Michel-Olivier Lacharité (Médecins sans frontières) : « Les besoins sont davantage dans les villages inaccessibles par la route »

Par
Publié le 12/09/2023
Article réservé aux abonnés

Crédit photo : DR

Si l'aide du gouvernement français n'a pour l'heure pas été retenue par le Maroc, une équipe de Médecins sans frontières a été dépêchée en soutien aux services locaux. Michel-Olivier Lacharité, responsable des urgences de l'ONG témoigne de la situation sur place.

LE QUOTIDIEN : Médecins sans frontières (MSF) a envoyé sur place une équipe d'urgence. Quelle est sa mission ?

MICHEL-OLIVIER LACHARITÉ : Notre équipe de 10 personnes, comprenant des médecins, infirmiers et logisticiens, évalue pour le moment les besoins médicaux dans la région affectée par le séisme, pour comprendre comment aider au mieux les autorités marocaines.

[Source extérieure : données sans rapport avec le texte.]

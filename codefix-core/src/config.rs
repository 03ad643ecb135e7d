//! Configuration file loading for codefix.
//!
//! Discovers and loads `codefix.toml` from the project root and folds it into
//! [`ServiceSettings`].

use std::collections::BTreeMap;

use anyhow::Context;
use camino::{Utf8Path, Utf8PathBuf};
use codefix_diagnostics::RuleLevels;
use fs_err as fs;
use serde::Deserialize;
use tracing::debug;

use crate::settings::ServiceSettings;

pub const CONFIG_FILE_NAME: &str = "codefix.toml";

/// Top-level configuration from codefix.toml.
#[derive(Debug, Clone, Default, Deserialize)]
#[serde(default)]
pub struct CodefixConfig {
    pub service: ServiceConfig,

    /// Rule enable table, e.g. `S1116 = false`.
    pub rules: BTreeMap<String, bool>,
}

#[derive(Debug, Clone, Default, Deserialize)]
#[serde(default)]
pub struct ServiceConfig {
    /// Diagnostics resolved concurrently within one file.
    pub max_concurrent_diagnostics: Option<usize>,

    /// Files processed concurrently by sharded listing.
    pub max_concurrent_files: Option<usize>,
}

/// Returns `None` if the project root has no config file.
pub fn discover_config(project_root: &Utf8Path) -> Option<Utf8PathBuf> {
    let config_path = project_root.join(CONFIG_FILE_NAME);
    if config_path.exists() {
        debug!("found config file at {}", config_path);
        Some(config_path)
    } else {
        debug!("no config file found at {}", config_path);
        None
    }
}

pub fn load_config(path: &Utf8Path) -> anyhow::Result<CodefixConfig> {
    let contents =
        fs::read_to_string(path).with_context(|| format!("read config file {}", path))?;
    parse_config(&contents).with_context(|| format!("parse config file {}", path))
}

pub fn parse_config(contents: &str) -> anyhow::Result<CodefixConfig> {
    let config: CodefixConfig = toml::from_str(contents).context("invalid TOML")?;
    Ok(config)
}

pub fn load_or_default(project_root: &Utf8Path) -> anyhow::Result<CodefixConfig> {
    match discover_config(project_root) {
        Some(path) => load_config(&path),
        None => Ok(CodefixConfig::default()),
    }
}

impl CodefixConfig {
    /// Settings for `project_root`, with this config layered over the defaults.
    pub fn into_settings(self, project_root: Utf8PathBuf) -> anyhow::Result<ServiceSettings> {
        let defaults = ServiceSettings::default();

        let max_concurrent_diagnostics = self
            .service
            .max_concurrent_diagnostics
            .unwrap_or(defaults.max_concurrent_diagnostics);
        let max_concurrent_files = self
            .service
            .max_concurrent_files
            .unwrap_or(defaults.max_concurrent_files);

        anyhow::ensure!(
            max_concurrent_diagnostics > 0,
            "service.max_concurrent_diagnostics must be at least 1"
        );
        anyhow::ensure!(
            max_concurrent_files > 0,
            "service.max_concurrent_files must be at least 1"
        );

        Ok(ServiceSettings {
            project_root,
            max_concurrent_diagnostics,
            max_concurrent_files,
            rules: RuleLevels::from_table(self.rules),
        })
    }
}

/// Load `codefix.toml` from `project_root` (if any) and build settings.
pub fn load_settings(project_root: &Utf8Path) -> anyhow::Result<ServiceSettings> {
    load_or_default(project_root)?.into_settings(project_root.to_path_buf())
}
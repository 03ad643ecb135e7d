use camino::Utf8PathBuf;
use codefix_domain::RegistryError;
use codefix_edit::Cancelled;

/// Request-level failures.
///
/// Provider and fix failures never show up here; they degrade inside the engine.
#[derive(Debug, thiserror::Error)]
pub enum CoreError {
    #[error("diagnostic source failed: {0:#}")]
    DiagnosticSource(#[source] anyhow::Error),

    #[error("no fix `{identifier}` for {file_name}")]
    UnknownFix {
        file_name: Utf8PathBuf,
        identifier: String,
    },

    #[error("cannot merge a {left} response with a {right} response")]
    IncompatibleMerge {
        left: &'static str,
        right: &'static str,
    },

    #[error(transparent)]
    Cancelled(#[from] Cancelled),

    #[error(transparent)]
    Registry(#[from] RegistryError),
}

impl CoreError {
    /// Contract violations are programming errors on the caller's side.
    pub fn is_contract_violation(&self) -> bool {
        matches!(
            self,
            CoreError::UnknownFix { .. } | CoreError::IncompatibleMerge { .. }
        )
    }

    pub fn is_cancelled(&self) -> bool {
        matches!(self, CoreError::Cancelled(_))
    }
}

Nous nous sommes notamment rendus le 10, à Amizmiz près de l’épicentre du séisme [province d'Al-Haouz, au sud de Marrakech, NDLR], où la principale structure de santé avait reçu des dizaines de blessés souffrant de fractures des membres ou de traumas crâniens. Les patients les plus graves ont été transférés en ambulance à Marrakech, le système de référence local fonctionnant relativement bien.

À Marrakech, les équipes chirurgicales du ministère de la Santé ont reprogrammé toutes les chirurgies non urgentes pour prendre en charge les victimes du séisme. Le CHU de Marrakech qui était saturé le samedi a observé une décrue à partir de dimanche et gère dorénavant bien l’afflux de blessés, d’autant que de nombreux médecins marocains sont venus en renfort, du nord du pays notamment. Les besoins sont davantage dans les villages de montagne non accessibles par la route. Les blessés en sortent au compte-gouttes, parfois à dos d’âne.

Quelles interventions pourraient être proposées par MSF aux autorités marocaines ? Quels moyens MSF peut-elle débloquer à court et moyen terme ?

Nous rencontrons différents directeurs d'hôpitaux pour voir s'il y a des besoins en ressources humaines, matériel médical, médicaments ou en logistique et nous essaierons de trouver la meilleure façon de les aider dans les prochains jours. Il faut aussi penser au moyen terme. Une fois l’urgence passée, il y aura sans doute des besoins en physiothérapie.

Sous quelles conditions les ONG peuvent-elles intervenir au Maroc ?

Comme dans toute catastrophe naturelle, les autorités filtrent l’aide internationale, ce qui n’est pas totalement inhabituel et qui est légitime dans une certaine mesure, pour éviter une réponse chaotique.

Une cellule de crise en place à Rabat coordonne la réponse, et quatre pays ont été autorisés à apporter de l’aide bilatérale [Espagne, Grande-Bretagne, Émirats arabes unis, Qatar, NDLR].

MSF de son côté n’est liée à aucun gouvernement et nous nous coordonnons habituellement directement avec les autorités locales.

MSF a-t-elle connu des situations semblables par le passé ? Dans quelle mesure un froid diplomatique peut-il entraver l'arrivée de l'aide humanitaire ?

En Turquie, l’arrivée et le déploiement de l’aide bilatérale ont aussi subi des logiques géopolitiques. L’aide bilatérale fait évidemment partie d’une stratégie de diplomatie humanitaire - on l’a vu lors du séisme Turquie/Syrie - mais il faut s’assurer que ça ne nuise pas à l’efficacité de l’aide. Filtrer l’arrivée de l’aide bilatérale est plutôt courant, voire nécessaire. Le cas du tremblement de terre à Haïti a été l’exception, avec une ouverture à tout vent de l’aide qui a conduit à beaucoup de désordre.

Propos recueillis par Elsa Bellanger.